» **PROBLEM**
Copy all of the records word for word.

» **EXERCISE MATERIAL**
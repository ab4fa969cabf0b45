//! FundMe Deployment Harness Library
//!
//! This library provides the machinery for deploying the FundMe contract and
//! driving it through funding and withdrawal flows. It includes:
//!
//! - Configuration management through JSON files and environment variables
//! - Per-network price feed resolution (mock aggregator on development
//!   networks, statically configured feeds elsewhere)
//! - A ledger client abstraction over the external blockchain runtime, with
//!   an HTTP JSON-RPC implementation and an in-memory simulated ledger
//! - A deployment registry persisted per network
//!
//! # Module Structure
//!
//! - `config`: Configuration management
//! - `logging`: Logging setup
//! - `models`: Data structures for networks, deployments and errors
//! - `repositories`: Deployment registry storage
//! - `services`: Price feed resolution, contract deployment and interaction
//! - `utils`: ABI encoding and unit helpers

pub mod config;
pub mod constants;
pub mod logging;
pub mod models;
pub mod repositories;
pub mod services;
pub mod utils;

» **SOLUTION**
repository ab4fa969cabf0b45
//! FundMe Deployment Harness Library
//!
//! This library provides the machinery for deploying the FundMe contract and
//! driving it through funding and withdrawal flows. It includes:
//!
//! - Configuration management through JSON files and environment variables
//! - Per-network price feed resolution (mock aggregator on development
//!   networks, statically configured feeds elsewhere)
//! - A ledger client abstraction over the external blockchain runtime, with
//!   an HTTP JSON-RPC implementation and an in-memory simulated ledger
//! - A deployment registry persisted per network
//!
//! # Module Structure
//!
//! - `config`: Configuration management
//! - `logging`: Logging setup
//! - `models`: Data structures for networks, deployments and errors
//! - `repositories`: Deployment registry storage
//! - `services`: Price feed resolution, contract deployment and interaction
//! - `utils`: ABI encoding and unit helpers

pub mod config;
pub mod constants;
pub mod logging;
pub mod models;
pub mod repositories;
pub mod services;
pub mod utils;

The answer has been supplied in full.